Go through the lines below and copy any that hold the string "const".

_SUPPLIED INFORMATION_:
--- START ---

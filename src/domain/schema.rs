use std::collections::BTreeMap;

use serde_json::Value;

/// Prefix used when a schema reference is written out as a JSON pointer.
pub const SCHEMA_REF_PREFIX: &str = "#/components/schemas/";

/// A node in a schema tree.
///
/// A schema is either a reference to a named component, or an inline
/// definition. The two are mutually exclusive: a reference never carries
/// structural fields of its own.
#[derive(Debug, Clone, PartialEq)]
pub enum Schema {
    /// A reference to a schema component, by component name.
    Reference(String),
    /// An inline schema definition.
    Inline(InlineSchema),
}

/// The structural fields of an inline schema.
#[derive(Debug, Clone, Default, PartialEq)]
pub struct InlineSchema {
    /// The JSON type (`object`, `array`, `string`, ...).
    pub ty: Option<String>,
    /// Format hint for the type (`date-time`, `int64`, ...).
    pub format: Option<String>,
    /// Human readable description.
    pub description: Option<String>,
    /// Example value.
    pub example: Option<Value>,
    /// Nested property schemas, keyed by property name.
    pub properties: BTreeMap<String, Schema>,
    /// Names of required properties, in declaration order.
    pub required: Vec<String>,
    /// Schema of array items.
    pub items: Option<Box<Schema>>,
    /// Allowed values.
    pub enumeration: Vec<Value>,
}

impl Schema {
    /// Creates a reference node.
    ///
    /// Accepts either a bare component name (`Task`) or a full pointer
    /// (`#/components/schemas/Task`).
    #[must_use]
    pub fn reference(target: &str) -> Self {
        Self::Reference(
            target
                .strip_prefix(SCHEMA_REF_PREFIX)
                .unwrap_or(target)
                .to_string(),
        )
    }

    /// Creates an inline node of the given type with no other fields set.
    #[must_use]
    pub fn of_type(ty: &str) -> Self {
        Self::Inline(InlineSchema {
            ty: Some(ty.to_string()),
            ..InlineSchema::default()
        })
    }

    /// The referenced component name, if this is a reference node.
    #[must_use]
    pub fn reference_name(&self) -> Option<&str> {
        match self {
            Self::Reference(name) => Some(name),
            Self::Inline(_) => None,
        }
    }

    /// The inline definition, if this is an inline node.
    #[must_use]
    pub const fn as_inline(&self) -> Option<&InlineSchema> {
        match self {
            Self::Reference(_) => None,
            Self::Inline(inline) => Some(inline),
        }
    }

    /// The type name of this node, or `$ref` for a reference.
    #[must_use]
    pub fn type_name(&self) -> &str {
        match self {
            Self::Reference(_) => "$ref",
            Self::Inline(inline) => inline.ty.as_deref().unwrap_or("any"),
        }
    }

    /// Collects the names of every component referenced anywhere in this
    /// tree, in depth-first order.
    pub fn references<'a>(&'a self, out: &mut Vec<&'a str>) {
        match self {
            Self::Reference(name) => out.push(name),
            Self::Inline(inline) => {
                for property in inline.properties.values() {
                    property.references(out);
                }
                if let Some(items) = &inline.items {
                    items.references(out);
                }
            }
        }
    }

    /// Overlays `incoming` on top of this schema.
    ///
    /// A reference on either side replaces wholesale. Between two inline
    /// schemas, set fields replace, properties merge recursively and the
    /// required lists are unioned.
    pub fn overlay(&mut self, incoming: &Self) {
        match (self, incoming) {
            (Self::Inline(existing), Self::Inline(incoming)) => existing.overlay(incoming),
            (this, incoming) => *this = incoming.clone(),
        }
    }

    /// Short one-line rendering used in reports.
    #[must_use]
    pub fn summary(&self) -> String {
        match self {
            Self::Reference(name) => format!("{SCHEMA_REF_PREFIX}{name}"),
            Self::Inline(inline) if inline.properties.is_empty() => self.type_name().to_string(),
            Self::Inline(inline) => format!(
                "{} {{{}}}",
                self.type_name(),
                inline.properties.keys().cloned().collect::<Vec<_>>().join(", ")
            ),
        }
    }
}

impl InlineSchema {
    fn overlay(&mut self, incoming: &Self) {
        overlay_option(&mut self.ty, &incoming.ty);
        overlay_option(&mut self.format, &incoming.format);
        overlay_option(&mut self.description, &incoming.description);
        overlay_option(&mut self.example, &incoming.example);

        for (name, schema) in &incoming.properties {
            match self.properties.get_mut(name) {
                Some(existing) => existing.overlay(schema),
                None => {
                    self.properties.insert(name.clone(), schema.clone());
                }
            }
        }

        for name in &incoming.required {
            if !self.required.contains(name) {
                self.required.push(name.clone());
            }
        }

        match (&mut self.items, &incoming.items) {
            (Some(existing), Some(items)) => existing.overlay(items),
            (None, Some(items)) => self.items = Some(items.clone()),
            _ => {}
        }

        if !incoming.enumeration.is_empty() {
            self.enumeration.clone_from(&incoming.enumeration);
        }
    }
}

fn overlay_option<T: Clone>(target: &mut Option<T>, incoming: &Option<T>) {
    if incoming.is_some() {
        target.clone_from(incoming);
    }
}

#[cfg(test)]
mod tests {
    use serde_json::json;

    use super::*;

    fn object(properties: &[(&str, Schema)], required: &[&str]) -> Schema {
        Schema::Inline(InlineSchema {
            ty: Some("object".to_string()),
            properties: properties
                .iter()
                .map(|(name, schema)| ((*name).to_string(), schema.clone()))
                .collect(),
            required: required.iter().map(ToString::to_string).collect(),
            ..InlineSchema::default()
        })
    }

    #[test]
    fn reference_strips_pointer_prefix() {
        assert_eq!(
            Schema::reference("#/components/schemas/Task"),
            Schema::Reference("Task".to_string())
        );
        assert_eq!(Schema::reference("Task").reference_name(), Some("Task"));
    }

    #[test]
    fn overlay_merges_properties_and_required() {
        let mut existing = object(&[("id", Schema::of_type("integer"))], &["id"]);
        let incoming = object(
            &[
                ("id", Schema::of_type("string")),
                ("title", Schema::of_type("string")),
            ],
            &["title", "id"],
        );

        existing.overlay(&incoming);

        let inline = existing.as_inline().unwrap();
        assert_eq!(inline.properties["id"].type_name(), "string");
        assert!(inline.properties.contains_key("title"));
        assert_eq!(inline.required, vec!["id", "title"]);
    }

    #[test]
    fn reference_replaces_inline_wholesale() {
        let mut existing = object(&[("id", Schema::of_type("integer"))], &[]);
        existing.overlay(&Schema::reference("Task"));
        assert_eq!(existing, Schema::reference("Task"));

        existing.overlay(&Schema::of_type("string"));
        assert_eq!(existing, Schema::of_type("string"));
    }

    #[test]
    fn overlay_keeps_unset_fields() {
        let mut existing = Schema::Inline(InlineSchema {
            ty: Some("string".to_string()),
            description: Some("old".to_string()),
            example: Some(json!("a")),
            ..InlineSchema::default()
        });
        let incoming = Schema::Inline(InlineSchema {
            description: Some("new".to_string()),
            ..InlineSchema::default()
        });

        existing.overlay(&incoming);

        let inline = existing.as_inline().unwrap();
        assert_eq!(inline.ty.as_deref(), Some("string"));
        assert_eq!(inline.description.as_deref(), Some("new"));
        assert_eq!(inline.example, Some(json!("a")));
    }

    #[test]
    fn references_are_collected_depth_first() {
        let schema = object(
            &[
                ("owner", Schema::reference("User")),
                (
                    "tags",
                    Schema::Inline(InlineSchema {
                        ty: Some("array".to_string()),
                        items: Some(Box::new(Schema::reference("Tag"))),
                        ..InlineSchema::default()
                    }),
                ),
            ],
            &[],
        );
        let mut refs = Vec::new();
        schema.references(&mut refs);
        assert_eq!(refs, vec!["User", "Tag"]);
    }
}
use tracing::instrument;

use super::{
    LoadError, SourceFormat,
    convert::{content_schema, parameter_from_object, response_from_object, schema_from_object},
    render::operation_slot,
    wire::{OpenApi, Operation},
};
use crate::domain::{
    BuildError, ComponentKind, Document, DocumentBuilder, EndpointBuilder, Frontmatter, Method,
    ParseError, RequestBody, builder::component,
};

/// Path item fields that are not operations but are valid OpenAPI.
const PATH_ITEM_FIELDS: [&str; 5] = ["summary", "description", "servers", "parameters", "$ref"];

/// Loads an OpenAPI 3 document from YAML or JSON.
///
/// Problems confined to a single element (an unsupported method, a schema
/// mixing `$ref` with inline fields, a parameter without a name) are kept on
/// the returned document as recoverable errors at line 1, with a JSON
/// pointer to the element as context.
///
/// # Errors
///
/// Returns an error if the text is not valid YAML or JSON, or is not shaped
/// like an OpenAPI document.
#[instrument(level = "debug", skip(text), fields(bytes = text.len()))]
pub fn load(text: &str) -> Result<Document, LoadError> {
    let api: OpenApi = match SourceFormat::detect(text) {
        SourceFormat::Json => serde_json::from_str(text)?,
        SourceFormat::Yaml | SourceFormat::Markdown => serde_yaml::from_str(text)?,
    };

    let mut issues = Vec::new();
    let mut builder = DocumentBuilder::new();

    if api.openapi.is_empty() {
        issues.push(("missing 'openapi' version".to_string(), "#/openapi".to_string()));
    } else if !api.openapi.starts_with("3.") {
        issues.push((
            format!("unsupported OpenAPI version '{}'", api.openapi),
            "#/openapi".to_string(),
        ));
    }

    let info = api.info;
    let mut frontmatter = Frontmatter {
        title: info.title,
        version: info.version,
        description: info.description,
        ..Frontmatter::default()
    };
    for (key, value) in info.extensions {
        let key = key.strip_prefix("x-").map_or_else(|| key.clone(), str::to_string);
        frontmatter.metadata.insert(key, value);
    }
    builder.frontmatter(frontmatter);

    for (path, mut item) in api.paths {
        for key in item.other.keys() {
            if !PATH_ITEM_FIELDS.contains(&key.as_str()) && !key.starts_with("x-") {
                issues.push((
                    format!("unsupported operation '{key}' on {path}"),
                    pointer(&["paths", &path, key]),
                ));
            }
        }
        for method in Method::ALL {
            let Some(operation) = operation_slot(&mut item, method).take() else {
                continue;
            };
            let base = pointer(&["paths", &path, &method.as_str().to_ascii_lowercase()]);
            let mut messages = Vec::new();
            match endpoint(method, &path, &operation, &base, &mut messages) {
                Ok(endpoint) => {
                    builder.endpoint(endpoint);
                }
                Err(error) => messages.push(format!("{base}: {error}")),
            }
            issues.extend(messages.into_iter().map(|message| (message, base.clone())));
        }
    }

    let components = api.components;
    let schemas = components.schemas.iter().map(|(name, object)| {
        let base = pointer(&["components", "schemas", name]);
        let mut messages = Vec::new();
        let kind = ComponentKind::Schema(schema_from_object(object, &base, &mut messages));
        (name, Some(kind), messages, base)
    });
    let parameters = components.parameters.iter().map(|(name, object)| {
        let base = pointer(&["components", "parameters", name]);
        let mut messages = Vec::new();
        let kind = parameter_from_object(object, &base, &mut messages).map(ComponentKind::Parameter);
        (name, kind, messages, base)
    });
    let responses = components.responses.iter().map(|(name, object)| {
        let base = pointer(&["components", "responses", name]);
        let mut messages = Vec::new();
        let kind =
            response_from_object(name, object, &base, &mut messages).map(ComponentKind::Response);
        (name, kind, messages, base)
    });
    for (name, kind, mut messages, base) in schemas.chain(parameters).chain(responses) {
        if let Some(kind) = kind {
            match component(name.as_str(), kind, 0) {
                Ok(component) => {
                    builder.component(component);
                }
                Err(error) => messages.push(format!("{base}: {error}")),
            }
        }
        issues.extend(messages.into_iter().map(|message| (message, base.clone())));
    }

    builder.add_errors(
        issues
            .into_iter()
            .map(|(message, context)| ParseError::recoverable(message, 1, 1).with_context(&context)),
    );
    let document = builder.build();
    tracing::debug!(
        endpoints = document.endpoints().len(),
        components = document.components().len(),
        errors = document.errors().len(),
        "loaded OpenAPI document"
    );
    Ok(document)
}

fn endpoint(
    method: Method,
    path: &str,
    operation: &Operation,
    base: &str,
    issues: &mut Vec<String>,
) -> Result<crate::domain::Endpoint, BuildError> {
    let mut builder = EndpointBuilder::new(method, path)?;
    builder
        .summary(&operation.summary)
        .description(&operation.description);
    for tag in &operation.tags {
        builder.tag(tag);
    }
    for (index, parameter) in operation.parameters.iter().enumerate() {
        let pointer = format!("{base}/parameters/{index}");
        builder.parameter(parameter_from_object(parameter, &pointer, issues));
    }
    if let Some(body) = &operation.request_body {
        let mut request = RequestBody {
            description: body.description.clone(),
            required: body.required,
            ..RequestBody::default()
        };
        for (media, content) in &body.content {
            let pointer = format!("{base}/requestBody/content/{media}");
            if let Some(schema) = content_schema(content, &pointer, issues) {
                request.content.insert(media.clone(), schema);
            }
        }
        builder.request_body(request);
    }
    for (status, response) in &operation.responses {
        let pointer = format!("{base}/responses/{status}");
        builder.response(response_from_object(status, response, &pointer, issues));
    }
    Ok(builder.build())
}

/// A JSON pointer with `~` and `/` escaped in each segment.
fn pointer(segments: &[&str]) -> String {
    let mut pointer = String::from("#");
    for segment in segments {
        pointer.push('/');
        pointer.push_str(&segment.replace('~', "~0").replace('/', "~1"));
    }
    pointer
}
/// Parses `` - `name` (attrs): description ``.
///
/// The location is left to the caller when the bullet does not name one.
fn parse_bullet(
    raw: &str,
    text: &str,
    line: usize,
    errors: &mut Vec<ParseError>,
) -> Option<Bullet> {
    let Some(captures) = BULLET.captures(text) else {
        errors.push(
            ParseError::recoverable(
                "malformed parameter; expected `- `name` (location, type): description`",
                line,
                column_of(raw, text),
            )
            .with_context(raw),
        );
        return None;
    };

    let name = &captures["name"];
    let column = column_of(raw, name);
    let mut patch = ParameterPatch::new(name, Location::Query);
    patch.line = line;
    patch.description = captures
        .name("desc")
        .map(|m| m.as_str().trim().to_string())
        .filter(|d| !d.is_empty());

    let mut location = None;
    let attrs = captures.name("attrs").map_or("", |m| m.as_str());
    for attr in attrs.split(',').map(str::trim).filter(|a| !a.is_empty()) {
        let lowered = attr.to_ascii_lowercase();
        if let Ok(parsed) = attr.parse::<Location>() {
            location = Some(parsed);
        } else if lowered == "required" {
            patch.required = Some(true);
        } else if lowered == "optional" {
            patch.required = Some(false);
        } else if let Some(example) = attr
            .strip_prefix("example=")
            .or_else(|| attr.strip_prefix("example:"))
        {
            let example = example.trim();
            patch.example = Some(
                serde_json::from_str(example).unwrap_or_else(|_| Value::String(example.to_string())),
            );
        } else if patch.ty.is_none() {
            patch.ty = Some(lowered);
        } else {
            errors.push(
                ParseError::recoverable(
                    format!("unrecognised parameter attribute '{attr}'"),
                    line,
                    column_of(raw, attr),
                )
                .with_context(raw),
            );
        }
    }

    Some(Bullet {
        patch,
        location,
        column,
    })
}

/// Parses the body of a fenced example.
///
/// Unparseable JSON or YAML is reported and kept as a string example.
/// Fences in other languages are kept verbatim.
pub fn parse_example(
    info: &str,
    body: &str,
    line: usize,
    errors: &mut Vec<ParseError>,
) -> Option<Value> {
    if body.trim().is_empty() {
        return None;
    }
    let language = info
        .split_whitespace()
        .next()
        .unwrap_or_default()
        .to_ascii_lowercase();
    let parsed = match language.as_str() {
        "yaml" | "yml" => serde_yaml::from_str::<Value>(body).map_err(|e| e.to_string()),
        "json" | "" => serde_json::from_str::<Value>(body).map_err(|e| e.to_string()),
        _ => return Some(Value::String(body.to_string())),
    };
    Some(parsed.unwrap_or_else(|error| {
        errors.push(ParseError::recoverable(
            format!("invalid {} example: {error}", if language.is_empty() { "json" } else { &language }),
            line,
            1,
        ));
        Value::String(body.to_string())
    }))
}

/// Splits a backticked schema reference out of marker text.
fn split_reference(rest: &str) -> (String, Option<Schema>) {
    SCHEMA_REF.captures(rest).map_or_else(
        || (rest.to_string(), None),
        |captures| {
            let reference = Schema::reference(&captures["target"]);
            let description = SCHEMA_REF.replace(rest, "").trim().to_string();
            (description, Some(reference))
        },
    )
}

/// The 1-based byte column of `needle` within `raw`, or 1.
pub fn column_of(raw: &str, needle: &str) -> usize {
    raw.find(needle).map_or(1, |offset| offset + 1)
}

--- END ---

_SOLUTION TO THE PROBLEM_:
pub const SCHEMA_REF_PREFIX: &str = "#/components/schemas/";
    pub const fn as_inline(&self) -> Option<&InlineSchema> {
const PATH_ITEM_FIELDS: [&str; 5] = ["summary", "description", "servers", "parameters", "$ref"];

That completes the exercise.